Beyond Black and White
Discrimination, stereotypes, lack of mentors, and other challenges facing minority attorneys have been widely documented. This country—both in the legal world and the general population—is just beginning to understand that "minority" does not mean simply black versus white. In fact, today, one of the largest ethnic minorities is Hispanic, making up more than 13 percent of the population, according to 2002 data from the U.S. Census Bureau.1
Last year, advertisers spent $3.09 billion to market their products to U.S. Hispanics, which is an increase of 11 percent from 2003.2 Additionally, according to the National Organization for Diversity in Sales and Marketing, Hispanic buying power is predicted to rise from $686 billion to $992 billion.3 Given these numbers and predictions, why are the number of Hispanic attorneys so low? Is it because of myths and misconceptions?
In the legal profession, Hispanics have some of the lowest numbers of representation, even though they have increased over the past few decades. According to a 2003 Equal Opportunity Office Commission report "Diversity in Law Firms," since 1975, Hispanics in law firms increased from 0.7 percent to 2.9 percent. Law degrees among Hispanics increased from 2.3 percent in 1982 to 5.7 percent in 2002.4 According to data compiled by the American Bar Association, there were 1,204 Hispanics (including Puerto Ricans and Mexican Americans) enrolled as full-time law students in 1990 and 2,329 enrolled in 2004. There are no specific numbers of Hispanic attorneys recorded for in-house law departments. But, according to the Minority Corporate Counsel Association, within Fortune 1000 companies there are nine Hispanic general counsel—five in the Fortune 500 and four in the Fortune 501-1000.5
"The first and only question they asked was whether I was Mexican. I got a rejection letter the next day."
-John Huerta
Increasing those numbers is a process, says Nelson A. Castillo, president-elect of the Hispanic National Bar Association. "Not too long ago, we were in the age where very few people of color were going to law school. The numbers continue to be small compared to the population at large, but the percentage of people of color within the Bar is rising," he says.
Many Hispanic attorneys are the first in their families or generations to go to college. Many of them either have immigrant parents or were immigrants themselves as children. And nine have landed at the top in the corporate world: as general counsel of major companies. Many Hispanic general counsel agree that despite challenges they faced rising through the ranks and their cultural upbringing, the opportunities they seized and the values instilled by their parents have helped them enjoy successful and fulfilling legal careers.
Law Carries Weight
John Huerta, general counsel of the Smithsonian Institution in Washington, DC, didn't know any Hispanic attorneys until after he graduated from University of California, Berkeley, Law School in 1968. "Growing up in South Central L.A.," he says wryly, "you didn't exactly run into any on a daily basis."

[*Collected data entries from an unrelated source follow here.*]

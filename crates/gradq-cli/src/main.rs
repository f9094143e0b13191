mod logging;

use std::path::PathBuf;

use anyhow::{Context, Result};
use clap::{Parser, Subcommand};
use gradq_core::{TaskKind, TaskMessage, TaskPayload};
use gradq_ingest::{seed::seed_from_file, IngestConfig, PgSink};
use gradq_queue::{AmqpDispatcher, BrokerConfig, TaskDispatcher};
use tracing::info;

#[derive(Debug, Parser)]
#[command(name = "gradq")]
#[command(about = "GradCafe results ingestion worker and tooling")]
struct Cli {
    #[command(subcommand)]
    command: Option<Commands>,
}

#[derive(Debug, Subcommand)]
enum Commands {
    /// Consume tasks from the broker until it closes the consumer.
    Worker,
    /// Run the HTTP trigger surface.
    Serve,
    /// Publish one task.
    Enqueue {
        kind: TaskKind,
        /// JSON object passed as the task payload.
        #[arg(long)]
        payload: Option<String>,
    },
    /// Apply schema migrations.
    Migrate,
    /// Load a JSON, NDJSON, or concatenated-object dump of scraped entries.
    Seed { path: PathBuf },
    /// Print the analytics view.
    Summary,
}

#[tokio::main]
async fn main() -> Result<()> {
    logging::init_tracing();
    let cli = Cli::parse();

    match cli.command.unwrap_or(Commands::Worker) {
        Commands::Worker => {
            let config = IngestConfig::from_env();
            let router = gradq_ingest::router_from_config(&config).await?;
            gradq_queue::run_worker(&BrokerConfig::from_env(), &router).await?;
        }
        Commands::Serve => {
            gradq_web::serve_from_env().await?;
        }
        Commands::Enqueue { kind, payload } => {
            let payload = parse_payload(payload.as_deref())?;
            let message = TaskMessage::new(kind, payload).with_header("caller", "cli");
            AmqpDispatcher::new(BrokerConfig::from_env())
                .publish(message)
                .await
                .with_context(|| format!("publishing {kind}"))?;
            println!("queued {kind}");
        }
        Commands::Migrate => {
            let sink = PgSink::connect(&IngestConfig::from_env().database_url).await?;
            sqlx::migrate!("../../migrations")
                .run(sink.pool())
                .await
                .context("applying migrations")?;
            info!("migrations applied");
        }
        Commands::Seed { path } => {
            let config = IngestConfig::from_env();
            let sink = PgSink::connect(&config.database_url).await?;
            let outcome = seed_from_file(&sink, &config.source_name, &path).await?;
            println!(
                "seed complete: attempted={} inserted={} skipped={} watermark={}",
                outcome.attempted,
                outcome.inserted,
                outcome.skipped(),
                outcome.watermark.as_deref().unwrap_or("-")
            );
        }
        Commands::Summary => {
            let config = IngestConfig::from_env();
            let sink = PgSink::connect(&config.database_url).await?;
            let rows = sink
                .analytics_summary(&config.analytics_view)
                .await
                .context("reading analytics view")?;
            for row in rows {
                println!("{}", serde_json::to_string_pretty(&row)?);
            }
        }
    }

    Ok(())
}

fn parse_payload(raw: Option<&str>) -> Result<TaskPayload> {
    match raw {
        None => Ok(TaskPayload::new()),
        Some(raw) => serde_json::from_str(raw).context("--payload must be a JSON object"),
    }
}
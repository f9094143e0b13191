use tracing_subscriber::{fmt, prelude::*, EnvFilter};

const DEFAULT_DIRECTIVES: &str = "info,gradq=info,lapin=warn,sqlx=warn";

/// Install the global subscriber. `RUST_LOG` overrides the default filter and
/// `GRADQ_LOG_FORMAT=json` switches to JSON lines.
pub fn init_tracing() {
    let filter = EnvFilter::try_from_default_env().unwrap_or_else(|_| EnvFilter::new(DEFAULT_DIRECTIVES));
    let json = std::env::var("GRADQ_LOG_FORMAT")
        .map(|v| v.eq_ignore_ascii_case("json"))
        .unwrap_or(false);

    let registry = tracing_subscriber::registry().with(filter);
    if json {
        registry.with(fmt::layer().json().with_current_span(true)).init();
    } else {
        registry.with(fmt::layer().with_target(true)).init();
    }
}
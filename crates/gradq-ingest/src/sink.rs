//! Storage seam for the ingestion worker.
//!
//! A handler only ever sees one [`SinkTransaction`]: every read and write it
//! issues lands in the same atomic unit, which the router commits or rolls back.

use std::collections::HashSet;

use async_trait::async_trait;
use gradq_core::CandidateRecord;
use thiserror::Error;

#[derive(Debug, Error)]
pub enum SinkError {
    #[error("database error: {0}")]
    Database(#[from] sqlx::Error),
    #[error("invalid view name: {0:?}")]
    InvalidViewName(String),
    #[error("sink rejected operation: {0}")]
    Rejected(String),
}

#[async_trait]
pub trait IngestSink: Send + Sync {
    async fn begin(&self) -> Result<Box<dyn SinkTransaction>, SinkError>;
}

#[async_trait]
pub trait SinkTransaction: Send {
    async fn read_watermark(&mut self, source: &str) -> Result<Option<String>, SinkError>;

    /// Identifiers of the `limit` most recently inserted records.
    async fn recent_identifiers(&mut self, limit: usize) -> Result<HashSet<String>, SinkError>;

    /// Conflict-tolerant insert. `Ok(false)` means the identifier was already present.
    async fn insert_record(&mut self, record: &CandidateRecord) -> Result<bool, SinkError>;

    /// Advance the cursor for `source`; a smaller `last_seen` than the stored one is ignored.
    async fn upsert_watermark(&mut self, source: &str, last_seen: &str) -> Result<(), SinkError>;

    async fn refresh_materialized_view(&mut self, name: &str) -> Result<(), SinkError>;

    async fn commit(self: Box<Self>) -> Result<(), SinkError>;

    async fn rollback(self: Box<Self>) -> Result<(), SinkError>;
}

/// View names are interpolated into SQL, so only plain identifiers are accepted.
pub fn validate_view_name(name: &str) -> Result<&str, SinkError> {
    let mut chars = name.chars();
    let valid = matches!(chars.next(), Some(c) if c.is_ascii_alphabetic() || c == '_')
        && chars.all(|c| c.is_ascii_alphanumeric() || c == '_');
    if valid {
        Ok(name)
    } else {
        Err(SinkError::InvalidViewName(name.to_string()))
    }
}
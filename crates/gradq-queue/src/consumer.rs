//! Worker loop: one delivery at a time, settled as ack or reject-without-requeue.

use anyhow::Context;
use async_trait::async_trait;
use futures::{Stream, StreamExt};
use gradq_ingest::{Disposition, TaskRouter};
use lapin::message::Delivery;
use lapin::options::{BasicAckOptions, BasicConsumeOptions, BasicNackOptions, BasicQosOptions};
use lapin::types::FieldTable;
use lapin::Connection;
use tracing::{field, info, info_span, warn, Instrument};
use uuid::Uuid;

use crate::config::BrokerConfig;
use crate::dispatch::{connection_properties, declare_topology, DispatchError};
use crate::retry::retry_fixed;

pub const CONSUMER_TAG: &str = "gradq-worker";

/// The broker-facing half of a delivery.
#[async_trait]
pub trait InboundDelivery: Send + Sync {
    fn body(&self) -> &[u8];
    fn delivery_tag(&self) -> u64;
    async fn ack(&self) -> anyhow::Result<()>;
    /// Negative acknowledgement that discards the message.
    async fn reject(&self) -> anyhow::Result<()>;
}

#[async_trait]
impl InboundDelivery for Delivery {
    fn body(&self) -> &[u8] {
        &self.data
    }

    fn delivery_tag(&self) -> u64 {
        self.delivery_tag
    }

    async fn ack(&self) -> anyhow::Result<()> {
        self.acker.ack(BasicAckOptions::default()).await?;
        Ok(())
    }

    async fn reject(&self) -> anyhow::Result<()> {
        self.acker
            .nack(BasicNackOptions {
                requeue: false,
                ..Default::default()
            })
            .await?;
        Ok(())
    }
}

/// Connect to the broker, retrying per the configured policy.
pub async fn connect_with_retry(config: &BrokerConfig) -> Result<Connection, DispatchError> {
    retry_fixed(config.connect_policy(), "broker connect", |attempt| async move {
        info!(attempt, "connecting to broker");
        Connection::connect(&config.url, connection_properties())
            .await
            .map_err(DispatchError::Connect)
    })
    .await
}

/// Settle one delivery according to the router's verdict.
pub async fn handle_delivery<D: InboundDelivery>(router: &TaskRouter, delivery: &D) -> anyhow::Result<Disposition> {
    let span = info_span!(
        "task",
        run_id = %Uuid::new_v4(),
        kind = field::Empty,
        delivery_tag = delivery.delivery_tag(),
    );

    async {
        let disposition = router.process(delivery.body()).await;
        match disposition {
            Disposition::Ack => {
                delivery.ack().await.context("acking delivery")?;
                info!("acked");
            }
            Disposition::Reject => {
                delivery.reject().await.context("rejecting delivery")?;
                warn!("rejected without requeue");
            }
        }
        Ok(disposition)
    }
    .instrument(span)
    .await
}

/// Drain `deliveries` sequentially. The next delivery is not pulled until the
/// current one is settled. The stream ending is an error: a worker only stops
/// when the broker drops its consumer.
pub async fn consume<S, D, E>(router: &TaskRouter, mut deliveries: S) -> anyhow::Result<()>
where
    S: Stream<Item = Result<D, E>> + Unpin,
    D: InboundDelivery,
    E: std::error::Error + Send + Sync + 'static,
{
    while let Some(delivery) = deliveries.next().await {
        let delivery = delivery.context("consumer stream failed")?;
        handle_delivery(router, &delivery).await?;
    }
    anyhow::bail!("consumer stream closed by broker")
}

/// Run the worker until the broker closes the consumer, which is reported as an
/// error. Failure to connect within the retry policy is an error too.
pub async fn run_worker(config: &BrokerConfig, router: &TaskRouter) -> anyhow::Result<()> {
    let conn = connect_with_retry(config)
        .await
        .context("broker unreachable after retries")?;
    let channel = conn.create_channel().await.context("opening channel")?;
    declare_topology(&channel, config)
        .await
        .context("declaring broker topology")?;
    channel
        .basic_qos(1, BasicQosOptions::default())
        .await
        .context("setting prefetch")?;

    let consumer = channel
        .basic_consume(
            &config.queue,
            CONSUMER_TAG,
            BasicConsumeOptions::default(),
            FieldTable::default(),
        )
        .await
        .context("starting consumer")?;
    info!(queue = %config.queue, "worker waiting for tasks");

    consume(router, consumer)
        .await
        .with_context(|| format!("consumer for {} stopped", config.queue))
}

"Start with the primary challenge of being alone in a new, strange culture without being able to speak the language. That is a challenge a lot of Hispanics and other immigrants had to face."
-Joaquin Carbonell
But Huerta, whose father emigrated to the United States from Mexico as a child, learned early about injustice and the power of the law. He witnessed discrimination against Hispanics in housing and education, including against his father. "A real estate agent told him, 'We don't sell to Mexicans,'" Huerta recalls. "He came home in tears. He was crushed by that experience."
As a teenager, he says, he would often get frisked in front of dates—for no reason. After his high school attempted to expel him for exercising his rights to free speech, Huerta says he threatened to sue. School officials backed off, he recalls. "That showed me the law carried some weight."
At Berkeley, where he had a scholarship and was associate editor of the California Law Review, he was the only Hispanic in his class. He interviewed with a New York City law firm for a summer position. "The first and only question they asked was whether I was Mexican," Huerta recalls. "I got a rejection letter the next day."
But Huerta persisted and went on to work for several organizations that focused on civil rights for minorities, including the California Rural Legal Assistance, the Mexican American Legal Defense and Educational Fund, and the Western Center on Law and Poverty. In September 1977, then-Attorney General Griffin Bell named Huerta deputy assistant attorney general for civil rights in the administration of President Jimmy Carter. During his career, he has testified before Congress on numerous civil and human rights issues.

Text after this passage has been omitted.